→ BRIEF: Nothing but a number is needed: the count of lines below that include "values".

→ DATA TO USE:
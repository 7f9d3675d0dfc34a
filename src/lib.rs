//! Cat-Trap: trap a cat on a hex board before it reaches the edge.
//!
//! The player blocks one cell per turn; the cat then steps toward the edge
//! along the route with the most shortest escape paths. This crate provides
//! the cat's decision procedure and a best-first search that plays the
//! blocking side.
//!
//! ## Modules
//!
//! - [`constants`] - Board dimensions and search parameters
//! - [`grid`] - Hex grid topology (points, neighbors, edges)
//! - [`board`] - Board state, text format, random boards
//! - [`cat`] - The cat's escape algorithm
//! - [`heuristic`] - Escape distance used to rank search nodes
//! - [`search`] - Best-first search for a trapping line
//! - [`player`] - Automated and interactive players
//! - [`game`] - Turn loop and outcome detection
//!
//! ## Example
//!
//! ```
//! use cat_trap::board::Board;
//! use cat_trap::cat::advance_cat;
//! use cat_trap::grid::Point;
//! use cat_trap::player::AutoPlayer;
//! use cat_trap::search::SearchConfig;
//!
//! let mut board = Board::new(Point::center());
//! let mut player = AutoPlayer::with_config(SearchConfig { max_expansions: 200 });
//!
//! // Player blocks a cell, then the cat answers.
//! let block = player.next_automated_move(&board).unwrap();
//! assert!(board.block(block));
//! let cat = advance_cat(&mut board).unwrap();
//! println!("blocked {block}, cat moved to {cat:?}");
//! ```

pub mod board;
pub mod cat;
pub mod constants;
pub mod game;
pub mod grid;
pub mod heuristic;
pub mod player;
pub mod search;
//! Board state: blocked cells plus the cat's position.
//!
//! A [`Board`] is a small `Copy` value (a 128-bit bitmap and a point), so
//! search code can snapshot it freely. Blocks are permanent: nothing in this
//! module ever clears a blocked cell, and the cat's cell is never blocked.
//!
//! The text format is `R` lines of `C` tokens: `C` for the cat, `#` for a
//! blocked cell, `-` for an open cell. Odd rows are indented by one space when
//! printed; the loader ignores all whitespace.

use std::fmt;
use std::str::FromStr;

use thiserror::Error;

use crate::constants::{C, N, R, TOKEN_BLOCKED, TOKEN_CAT, TOKEN_OPEN};
use crate::grid::{CellSet, Point};

/// Error produced when loading a malformed board.
#[derive(Debug, Clone, PartialEq, Eq, Error)]
pub enum BoardError {
    #[error("unexpected end of input at r={row} c={col}")]
    UnexpectedEnd { row: i8, col: i8 },
    #[error("unexpected token '{token}' at r={row} c={col}")]
    InvalidToken { token: char, row: i8, col: i8 },
    #[error("second cat at r={row} c={col}")]
    DuplicateCat { row: i8, col: i8 },
    #[error("no cat on the board")]
    MissingCat,
    #[error("unexpected token '{0}' after the last row")]
    TrailingInput(char),
}

#[derive(Copy, Clone, Debug, PartialEq, Eq, Hash)]
pub struct Board {
    blocked: CellSet,
    cat: Point,
}

impl Board {
    /// An open board with the cat at `cat`.
    pub fn new(cat: Point) -> Self {
        debug_assert!(cat.is_valid());
        Self {
            blocked: CellSet::new(),
            cat,
        }
    }

    /// Generate a board with the cat in the center and up to `walls` random
    /// blocks. Draws that land on the cat (or on an existing block) are
    /// simply lost, so fewer than `walls` cells may end up blocked.
    pub fn random(rng: &mut fastrand::Rng, walls: usize) -> Self {
        let mut board = Self::new(Point::center());
        for _ in 0..walls {
            let p = Point::new(rng.i8(0..R), rng.i8(0..C));
            board.block(p);
        }
        board
    }

    #[inline]
    pub fn cat(&self) -> Point {
        self.cat
    }

    #[inline]
    pub fn is_blocked(&self, p: Point) -> bool {
        self.blocked.contains(p)
    }

    /// True if `p` is on the board and not blocked. The cat's cell is open.
    #[inline]
    pub fn is_open(&self, p: Point) -> bool {
        p.is_valid() && !self.blocked.contains(p)
    }

    pub fn blocked_count(&self) -> usize {
        self.blocked.len()
    }

    /// True if a block may be placed at `p`.
    #[inline]
    pub fn can_block(&self, p: Point) -> bool {
        self.is_open(p) && p != self.cat
    }

    /// Place a player block at `p`.
    ///
    /// Returns `false` and leaves the board untouched if `p` is off the board,
    /// already blocked, or under the cat.
    pub fn block(&mut self, p: Point) -> bool {
        if !self.can_block(p) {
            return false;
        }
        self.blocked.insert(p);
        true
    }

    /// Every cell where a block may be placed, in ascending index order.
    pub fn legal_blocks(&self) -> impl Iterator<Item = Point> + '_ {
        Point::all().filter(move |&p| self.can_block(p))
    }

    /// The cat's open neighbors.
    pub fn cat_moves(&self) -> impl Iterator<Item = Point> + '_ {
        self.cat.neighbors().filter(move |&p| !self.blocked.contains(p))
    }

    pub(crate) fn set_cat(&mut self, p: Point) {
        debug_assert!(self.is_open(p));
        self.cat = p;
    }
}

impl FromStr for Board {
    type Err = BoardError;

    fn from_str(s: &str) -> Result<Self, Self::Err> {
        let mut tokens = s.chars().filter(|ch| !ch.is_whitespace());
        let mut blocked = CellSet::new();
        let mut cat = None;

        for idx in 0..N {
            let p = Point::from_index(idx);
            let token = tokens.next().ok_or(BoardError::UnexpectedEnd {
                row: p.row,
                col: p.col,
            })?;
            match token {
                TOKEN_CAT => {
                    if cat.is_some() {
                        return Err(BoardError::DuplicateCat {
                            row: p.row,
                            col: p.col,
                        });
                    }
                    cat = Some(p);
                }
                TOKEN_BLOCKED => {
                    blocked.insert(p);
                }
                TOKEN_OPEN => {}
                other => {
                    return Err(BoardError::InvalidToken {
                        token: other,
                        row: p.row,
                        col: p.col,
                    });
                }
            }
        }

        if let Some(extra) = tokens.next() {
            return Err(BoardError::TrailingInput(extra));
        }

        let cat = cat.ok_or(BoardError::MissingCat)?;
        Ok(Board { blocked, cat })
    }
}

impl fmt::Display for Board {
    fn fmt(&self, f: &mut fmt::Formatter<'_>) -> fmt::Result {
        for r in 0..R {
            if r % 2 == 1 {
                write!(f, " ")?;
            }
            for c in 0..C {
                let p = Point::new(r, c);
                if c > 0 {
                    write!(f, " ")?;
                }
                let ch = if p == self.cat {
                    TOKEN_CAT
                } else if self.blocked.contains(p) {
                    TOKEN_BLOCKED
                } else {
                    TOKEN_OPEN
                };
                write!(f, "{ch}")?;
            }
            writeln!(f)?;
        }
        Ok(())
    }
}
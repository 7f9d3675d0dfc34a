//! The cat's escape decision.
//!
//! For every open neighbor of the cat (a candidate first move) an independent
//! breadth-first flood is started from that neighbor. Each flood keeps its own
//! visited set and, for the current wave-front, the number of distinct
//! layer-by-layer paths reaching each cell. All floods advance in lockstep;
//! after each layer the candidate whose wave-front touches the edge through
//! the most paths wins. Exhausted floods drop out, and when none remain the
//! cat is trapped.
//!
//! Ties between candidates with the same path count go to the candidate with
//! the lowest linear index.

use std::collections::BTreeMap;

use thiserror::Error;

use crate::board::Board;
use crate::grid::{CellSet, Point, edge_cells};

/// An internal inconsistency in the escape search.
///
/// This is a bug, never a game outcome: a trapped cat is reported as
/// `Ok(None)`.
#[derive(Debug, Clone, PartialEq, Eq, Error)]
pub enum EscapeError {
    #[error("best edge path count {paths} has no matching candidate")]
    MissingBestMove { paths: u64 },
}

/// One candidate's flood.
#[derive(Debug)]
struct Flood {
    visited: CellSet,
    /// Wave-front cell -> number of paths reaching it from the first move.
    front: BTreeMap<Point, u64>,
}

impl Flood {
    fn new(cat: Point, first: Point) -> Self {
        let mut visited = CellSet::new();
        visited.insert(cat);
        visited.insert(first);
        Self {
            visited,
            front: BTreeMap::from([(first, 1)]),
        }
    }

    fn is_exhausted(&self) -> bool {
        self.front.is_empty()
    }

    /// Paths currently ending on an edge cell.
    fn edge_paths(&self) -> u64 {
        edge_cells().iter().filter_map(|p| self.front.get(p)).sum()
    }

    /// Push the wave-front out by one layer.
    fn advance(&mut self, board: &Board) {
        let mut next: BTreeMap<Point, u64> = BTreeMap::new();
        for (&p, &paths) in &self.front {
            for q in p.neighbors() {
                if !board.is_blocked(q) && !self.visited.contains(q) {
                    *next.entry(q).or_insert(0) += paths;
                }
            }
        }
        for &q in next.keys() {
            self.visited.insert(q);
        }
        self.front = next;
    }
}

/// Decide where the cat moves without changing the board.
///
/// Returns `Ok(None)` if the cat cannot reach any edge cell.
pub fn choose_escape(board: &Board) -> Result<Option<Point>, EscapeError> {
    let cat = board.cat();
    let mut floods: BTreeMap<Point, Flood> = board
        .cat_moves()
        .map(|first| (first, Flood::new(cat, first)))
        .collect();

    let mut depth = 0usize;
    while !floods.is_empty() {
        let most = floods.values().map(Flood::edge_paths).max().unwrap_or(0);
        if most > 0 {
            let (&best, _) = floods
                .iter()
                .find(|(_, flood)| flood.edge_paths() == most)
                .ok_or(EscapeError::MissingBestMove { paths: most })?;
            log::debug!("cat at {cat} picks {best}: {most} edge paths at depth {depth}");
            return Ok(Some(best));
        }

        floods.retain(|_, flood| {
            flood.advance(board);
            !flood.is_exhausted()
        });
        depth += 1;
    }

    Ok(None)
}

/// Move the cat one step along its best escape route.
///
/// Returns the cell the cat moved to, or `Ok(None)` if it is trapped (the
/// board is left unchanged in that case).
pub fn advance_cat(board: &mut Board) -> Result<Option<Point>, EscapeError> {
    let choice = choose_escape(board)?;
    if let Some(p) = choice {
        board.set_cat(p);
    }
    Ok(choice)
}

#[cfg(test)]
mod tests {
    use super::*;

    fn surround(board: &mut Board, keep: &[Point]) {
        let around: Vec<_> = board.cat().neighbors().collect();
        for p in around {
            if !keep.contains(&p) {
                board.block(p);
            }
        }
    }

    #[test]
    fn test_steps_onto_adjacent_edge() {
        // (1, 4) is odd-row, neighbors (0, 4) and (0, 5) are edge cells.
        let mut board = Board::new(Point::new(1, 4));
        let mv = advance_cat(&mut board).unwrap().unwrap();
        assert!(mv.is_edge());
        // Several first moves touch the edge with one path; lowest index wins.
        assert_eq!(mv, Point::new(0, 4));
        assert_eq!(board.cat(), mv);
    }

    #[test]
    fn test_trapped_when_surrounded() {
        let mut board = Board::new(Point::center());
        surround(&mut board, &[]);
        let before = board;
        assert_eq!(advance_cat(&mut board), Ok(None));
        assert_eq!(board, before);
    }

    #[test]
    fn test_single_exit_is_taken() {
        let mut board = Board::new(Point::center());
        let exit = Point::new(4, 5);
        surround(&mut board, &[exit]);
        assert_eq!(advance_cat(&mut board), Ok(Some(exit)));
    }

    #[test]
    fn test_enclosed_pocket_is_trapped() {
        // Cat can move, but only inside a sealed two-cell pocket.
        let mut board = Board::new(Point::center());
        let pocket = Point::new(5, 6);
        surround(&mut board, &[pocket]);
        for p in pocket.neighbors().collect::<Vec<_>>() {
            if p != board.cat() {
                board.block(p);
            }
        }
        assert_eq!(choose_escape(&board), Ok(None));
    }

    #[test]
    fn test_prefers_more_edge_paths() {
        // From (2, 4) both (1, 3) and (1, 4) reach two top-edge cells one
        // layer later; the tie goes to the lower index.
        let mut board = Board::new(Point::new(2, 4));
        assert_eq!(choose_escape(&board), Ok(Some(Point::new(1, 3))));

        // Cutting one of (1, 3)'s edge cells leaves (1, 4) ahead 2 to 1.
        board.block(Point::new(0, 3));
        assert_eq!(choose_escape(&board), Ok(Some(Point::new(1, 4))));
    }

    #[test]
    fn test_blocked_edge_neighbor_skipped() {
        let mut board = Board::new(Point::new(1, 4));
        board.block(Point::new(0, 4));
        assert_eq!(choose_escape(&board), Ok(Some(Point::new(0, 5))));
    }

    #[test]
    fn test_path_counts_accumulate() {
        let board = Board::new(Point::center());
        let mut flood = Flood::new(board.cat(), Point::new(5, 6));
        flood.advance(&board);
        // Every new cell is reached through exactly one path from (5, 6).
        assert!(flood.front.values().all(|&n| n == 1));
        flood.advance(&board);
        // Second layer has cells reached from two first-layer parents.
        assert!(flood.front.values().any(|&n| n == 2));
        assert!(!flood.front.contains_key(&board.cat()));
    }
}
//! Owner of a running simulation
//!
//! [`Simulation`] ties the level tables, the geometry, an audio backend,
//! the random stream and the item pool together and builds the
//! [`TickContext`] for each step.

use glam::IVec3;

use crate::audio::{AudioSink, MusicState, NullAudio, Voice};
use crate::collision::CollisionInfo;
use crate::config::SimConfig;
use crate::context::TickContext;
use crate::controller::DrawItem;
use crate::error::Result;
use crate::item::floor::ItemFloors;
use crate::item::{Item, ItemFlags, ItemHandle, ItemIndex, ItemType};
use crate::level::Level;
use crate::pool::ItemPool;
use crate::random::RandomDraw;
use crate::room::{RoomGeometry, RoomId};
use crate::snapshot::ItemSnapshot;

/// A level being simulated
#[derive(Debug)]
pub struct Simulation<G, A = NullAudio> {
    level: Level,
    geometry: G,
    audio: A,
    rng: RandomDraw,
    config: SimConfig,
    pool: ItemPool,
    music: MusicState,
    ticks: u64,
}

impl<G: RoomGeometry> Simulation<G> {
    /// Silent simulation
    pub fn new(level: Level, geometry: G, config: SimConfig) -> Self {
        Self::with_audio(level, geometry, NullAudio, config)
    }
}

impl<G: RoomGeometry, A: AudioSink> Simulation<G, A> {
    pub fn with_audio(level: Level, geometry: G, audio: A, config: SimConfig) -> Self {
        Self {
            rng: RandomDraw::new(config.rand_seed),
            pool: ItemPool::with_config(&config),
            level,
            geometry,
            audio,
            config,
            music: MusicState::default(),
            ticks: 0,
        }
    }

    pub fn level(&self) -> &Level {
        &self.level
    }

    pub fn geometry(&self) -> &G {
        &self.geometry
    }

    pub fn geometry_mut(&mut self) -> &mut G {
        &mut self.geometry
    }

    pub fn audio(&self) -> &A {
        &self.audio
    }

    pub fn audio_mut(&mut self) -> &mut A {
        &mut self.audio
    }

    pub fn config(&self) -> &SimConfig {
        &self.config
    }

    pub fn pool(&self) -> &ItemPool {
        &self.pool
    }

    pub fn pool_mut(&mut self) -> &mut ItemPool {
        &mut self.pool
    }

    /// Steps taken so far
    pub fn ticks(&self) -> u64 {
        self.ticks
    }

    pub fn rng(&self) -> &RandomDraw {
        &self.rng
    }

    pub fn spawn(&mut self, item_type: ItemType, room: RoomId, pos: IVec3, angle_y: u16) -> Result<ItemHandle> {
        self.pool.spawn(&self.level, item_type, room, pos, angle_y)
    }

    pub fn spawn_with(
        &mut self,
        item_type: ItemType,
        room: RoomId,
        pos: IVec3,
        angle_y: u16,
        flags: ItemFlags,
        mask: u8,
    ) -> Result<ItemHandle> {
        self.pool.spawn_with(&self.level, item_type, room, pos, angle_y, flags, mask)
    }

    /// Runs `f` with the pool and a context over item-aware geometry.
    ///
    /// Sounds are heard from the actor when one is spawned.
    pub fn with_context<R>(&mut self, f: impl FnOnce(&mut ItemPool, &mut TickContext<'_>) -> R) -> R {
        let floors = ItemFloors::new(&self.geometry, self.pool.floor_providers());
        let mut ctx = TickContext::new(&self.level, &floors, &mut self.audio, &mut self.rng, &self.config);

        if let Some(actor) = self.pool.lara().and_then(|h| self.pool.get(h).ok()) {
            ctx.listener.pos = actor.pos;
        }

        f(&mut self.pool, &mut ctx)
    }

    /// Advances every active item by one step
    pub fn tick(&mut self) -> Result<()> {
        self.with_context(|pool, ctx| pool.tick(ctx))?;
        self.ticks += 1;
        Ok(())
    }

    pub fn run(&mut self, ticks: u32) -> Result<()> {
        for _ in 0..ticks {
            self.tick()?;
        }
        Ok(())
    }

    /// Fast-forwards one item through a state change; see [`Item::anim_skip`]
    pub fn anim_skip(&mut self, index: ItemIndex, before: u8, after: u8, advance: bool) -> Result<()> {
        self.with_context(|pool, ctx| pool.item_mut(index)?.anim_skip(ctx, before, after, advance))
    }

    pub fn hit(&mut self, index: ItemIndex, damage: i16, point: IVec3) -> Result<()> {
        self.with_context(|pool, ctx| pool.hit(index, damage, point, ctx))
    }

    /// Classifies an actor standing at `pos` and heading along `angle`,
    /// as if it had just arrived from the same point.
    pub fn probe(&self, room: RoomId, pos: IVec3, angle: u16) -> Result<CollisionInfo> {
        let actor = Item::new(&self.level, ItemType::Lara, room, pos, angle, ItemFlags::empty(), 0)?;
        let floors = ItemFloors::new(&self.geometry, self.pool.floor_providers());

        let mut cinfo = CollisionInfo::new(&self.config);
        cinfo.pos = pos;
        cinfo.set_angle(angle);
        actor.collide_room(&mut cinfo, &floors, self.config.actor_height, 0);

        Ok(cinfo)
    }

    pub fn sound_play(&mut self, id: i16, pos: IVec3) -> Option<Voice> {
        self.with_context(|_, ctx| ctx.sound_play(id, pos))
    }

    pub fn music_play(&mut self, track: i32) {
        self.music.play(&mut self.audio, track);
    }

    pub fn music_stop(&mut self) {
        self.music.stop(&mut self.audio);
    }

    pub fn draw(&self) -> Vec<DrawItem> {
        self.pool.draw()
    }

    pub fn snapshot(&self) -> Vec<ItemSnapshot> {
        self.pool.snapshot()
    }

    pub fn restore(&mut self, snapshots: &[ItemSnapshot]) -> Result<()> {
        self.pool.restore(&self.level, snapshots)
    }
}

→ RESPONSE BOX: 3